This Amendment No. 2 to Schedule 13D (this “Amendment No. 2”) is being filed with respect to the common stock, par value $0.01 per share (the “Shares”), of Paramount Group, Inc. (the “Issuer”), to amend the Schedule 13D filed on February 25, 2022 (the “Original Schedule 13D”) and the amendment to the Original Schedule 13D filed on March 4, 2022 (“Amendment No. 1”). This Amendment No. 2 shall be referred to collectively with the Original Schedule 13D and Amendment No. 1 as the “Schedule 13D”. Capitalized terms used but not otherwise defined herein shall have the meanings ascribed to them in the Original Schedule 13D.

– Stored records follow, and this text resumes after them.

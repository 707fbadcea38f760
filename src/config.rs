//! Transport configuration.
//!
//! Built in code via [`ClientConfig::builder`], or loaded from a JSON file
//! with environment overrides:
//!
//! ```json
//! { "handshake_timeout_ms": 2000, "headers": [["Origin", "https://example.com"]] }
//! ```

// Rust guideline compliant 2026-02

use std::path::Path;
use std::time::Duration;

use anyhow::{Context, Result};
use serde::{Deserialize, Serialize};

/// Default WebSocket handshake timeout.
pub const DEFAULT_HANDSHAKE_TIMEOUT_MS: u64 = 1000;

/// Environment variable overriding the handshake timeout (milliseconds).
pub const HANDSHAKE_TIMEOUT_ENV: &str = "CABLE_HANDSHAKE_TIMEOUT_MS";
/// Environment variable setting the `Origin` handshake header.
pub const ORIGIN_ENV: &str = "CABLE_ORIGIN";

/// Configuration handed to the [`Connector`](crate::transport::Connector).
#[derive(Serialize, Deserialize, Clone, Debug, PartialEq, Eq)]
#[serde(default)]
pub struct ClientConfig {
    /// Maximum time for the transport handshake, in milliseconds.
    pub handshake_timeout_ms: u64,
    /// Extra headers sent with the handshake request (e.g. `Origin`).
    pub headers: Vec<(String, String)>,
}

impl Default for ClientConfig {
    fn default() -> Self {
        Self {
            handshake_timeout_ms: DEFAULT_HANDSHAKE_TIMEOUT_MS,
            headers: Vec::new(),
        }
    }
}

impl ClientConfig {
    /// Create a new config builder.
    #[must_use]
    pub fn builder() -> ClientConfigBuilder {
        ClientConfigBuilder::default()
    }

    /// Handshake timeout as a `Duration`.
    #[must_use]
    pub fn handshake_timeout(&self) -> Duration {
        Duration::from_millis(self.handshake_timeout_ms)
    }

    /// Load a config from a JSON file, then apply environment overrides.
    /// Missing fields take their defaults.
    pub fn load_from_file(path: &Path) -> Result<Self> {
        let content = std::fs::read_to_string(path)
            .with_context(|| format!("Failed to read config file {}", path.display()))?;
        let mut config: Self = serde_json::from_str(&content)
            .with_context(|| format!("Failed to parse config file {}", path.display()))?;
        config.apply_env_overrides();
        Ok(config)
    }

    /// Apply `CABLE_HANDSHAKE_TIMEOUT_MS` and `CABLE_ORIGIN` if set.
    /// An unparsable timeout is ignored with a warning.
    pub fn apply_env_overrides(&mut self) {
        if let Ok(timeout) = std::env::var(HANDSHAKE_TIMEOUT_ENV) {
            match timeout.parse() {
                Ok(ms) => self.handshake_timeout_ms = ms,
                Err(e) => log::warn!(
                    "[Cable] Ignoring {}={:?}: {}",
                    HANDSHAKE_TIMEOUT_ENV,
                    timeout,
                    e
                ),
            }
        }
        if let Ok(origin) = std::env::var(ORIGIN_ENV) {
            self.set_header("Origin", origin);
        }
    }

    /// Set a header, replacing any existing one with the same name
    /// (compared case-insensitively).
    pub fn set_header(&mut self, name: impl Into<String>, value: impl Into<String>) {
        let name = name.into();
        self.headers.retain(|(n, _)| !n.eq_ignore_ascii_case(&name));
        self.headers.push((name, value.into()));
    }
}

/// Builder for [`ClientConfig`].
#[derive(Debug, Default)]
pub struct ClientConfigBuilder {
    config: ClientConfig,
}

impl ClientConfigBuilder {
    /// Set the handshake timeout.
    #[must_use]
    pub fn handshake_timeout(mut self, timeout: Duration) -> Self {
        self.config.handshake_timeout_ms = u64::try_from(timeout.as_millis()).unwrap_or(u64::MAX);
        self
    }

    /// Add a handshake header.
    #[must_use]
    pub fn header(mut self, name: impl Into<String>, value: impl Into<String>) -> Self {
        self.config.set_header(name, value);
        self
    }

    /// Build the config.
    #[must_use]
    pub fn build(self) -> ClientConfig {
        self.config
    }
}

#[cfg(test)]
mod tests {
    use super::*;
    use std::io::Write;

    #[test]
    fn test_default_handshake_timeout_is_one_second() {
        let config = ClientConfig::default();
        assert_eq!(config.handshake_timeout(), Duration::from_secs(1));
        assert!(config.headers.is_empty());
    }

    #[test]
    fn test_builder_sets_fields() {
        let config = ClientConfig::builder()
            .handshake_timeout(Duration::from_millis(250))
            .header("Origin", "https://a.example")
            .header("origin", "https://b.example")
            .build();

        assert_eq!(config.handshake_timeout_ms, 250);
        assert_eq!(
            config.headers,
            vec![("origin".to_string(), "https://b.example".to_string())]
        );
    }

    #[test]
    fn test_load_from_file_fills_defaults() {
        let mut file = tempfile::NamedTempFile::new().unwrap();
        write!(file, r#"{{"headers": [["X-Client", "test"]]}}"#).unwrap();

        let config = ClientConfig::load_from_file(file.path()).unwrap();
        assert_eq!(config.headers, vec![("X-Client".to_string(), "test".to_string())]);
        assert_eq!(config.handshake_timeout_ms, DEFAULT_HANDSHAKE_TIMEOUT_MS);
    }

    #[test]
    fn test_load_from_file_rejects_bad_json() {
        let mut file = tempfile::NamedTempFile::new().unwrap();
        write!(file, "not json").unwrap();

        let err = ClientConfig::load_from_file(file.path()).unwrap_err();
        assert!(err.to_string().contains("Failed to parse config file"));
    }

    #[test]
    fn test_load_from_missing_file_errors() {
        let dir = tempfile::tempdir().unwrap();
        let result = ClientConfig::load_from_file(&dir.path().join("absent.json"));
        assert!(result.is_err());
    }
}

As of the date of this Amendment No. 2, the Reporting Persons are no longer beneficial owners of more than 5% of the Issuer’s Shares. The filing of this Amendment No. 2 represents the final amendment to this Schedule 13D and constitutes an exit filing for the Reporting Persons.

ITEM 1. Security and Issuer.

There are no changes to the Item 1 information previously filed.

ITEM 2. Identity and Background.

There are no changes to the Item 2 information previously filed.

ITEM 3. Source and Amount of Funds or Other Consideration.

There are no changes to the Item 3 information previously filed.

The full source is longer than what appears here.